Try it: With both ends included, transcribe exactly the records below from their first line to the line that contains "#[derive(Subcommand)]".

(Recorded information)

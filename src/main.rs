use anyhow::Result;
use btcfolio::log::init_logging;
use clap::{CommandFactory, Parser, Subcommand};

#[derive(Parser)]
#[command(version, about)]
struct Cli {
    /// Enable verbose logging
    #[arg(short, long, global = true)]
    verbose: bool,

    /// Path to optional configuration file
    #[arg(short, long, global = true)]
    config_path: Option<String>,

    #[command(subcommand)]
    command: Option<Commands>,
}

impl From<Commands> for btcfolio::AppCommand {
    fn from(cmd: Commands) -> btcfolio::AppCommand {
        match cmd {
            Commands::Summary => btcfolio::AppCommand::Summary,
            Commands::Rates => btcfolio::AppCommand::Rates,
            Commands::Refresh => btcfolio::AppCommand::Refresh,
            Commands::Setup => unreachable!("Setup command should be handled separately"),
        }
    }
}

#[derive(Subcommand)]
enum Commands {
    /// Create default configuration
    Setup,
    /// Display portfolio summary
    Summary,
    /// Display cached market rates
    Rates,
    /// Force a fresh rate fetch
    Refresh,
}

#[tokio::main]
async fn main() -> Result<()> {
    let cli = Cli::parse();

    init_logging(cli.verbose);

    let result = match cli.command {
        Some(Commands::Setup) => setup(),
        Some(cmd) => btcfolio::run_command(cmd.into(), cli.config_path.as_deref()).await,
        None => {
            Cli::command().print_help()?;
            Ok(())
        }
    };

    if let Err(e) = &result {
        tracing::error!(error = %e, "Application failed");
    }
    result
}

fn setup() -> anyhow::Result<()> {
    use anyhow::Context;

    let path = btcfolio::config::AppConfig::default_config_path()?;

    if path.exists() {
        anyhow::bail!("Configuration file already exists at {}", path.display());
    }

    if let Some(parent) = path.parent() {
        std::fs::create_dir_all(parent)
            .with_context(|| format!("Failed to create directory: {}", parent.display()))?;
    }

    let default_config = r#"---
main_currency: "USD"
secondary_currency: "EUR"
currencies: ["USD", "EUR", "GBP", "PLN"]

providers:
  yahoo:
    base_url: "https://query1.finance.yahoo.com"

transactions: []
"#;

    std::fs::write(&path, default_config)
        .with_context(|| format!("Failed to write config file to {}", path.display()))?;

    tracing::info!("Created default configuration at {}", path.display());
    Ok(())
}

(End Recorded information)

Task result:
filename src/main.rs
use anyhow::Result;
use btcfolio::log::init_logging;
use clap::{CommandFactory, Parser, Subcommand};

#[derive(Parser)]
#[command(version, about)]
struct Cli {
    /// Enable verbose logging
    #[arg(short, long, global = true)]
    verbose: bool,

    /// Path to optional configuration file
    #[arg(short, long, global = true)]
    config_path: Option<String>,

    #[command(subcommand)]
    command: Option<Commands>,
}

impl From<Commands> for btcfolio::AppCommand {
    fn from(cmd: Commands) -> btcfolio::AppCommand {
        match cmd {
            Commands::Summary => btcfolio::AppCommand::Summary,
            Commands::Rates => btcfolio::AppCommand::Rates,
            Commands::Refresh => btcfolio::AppCommand::Refresh,
            Commands::Setup => unreachable!("Setup command should be handled separately"),
        }
    }
}

#[derive(Subcommand)]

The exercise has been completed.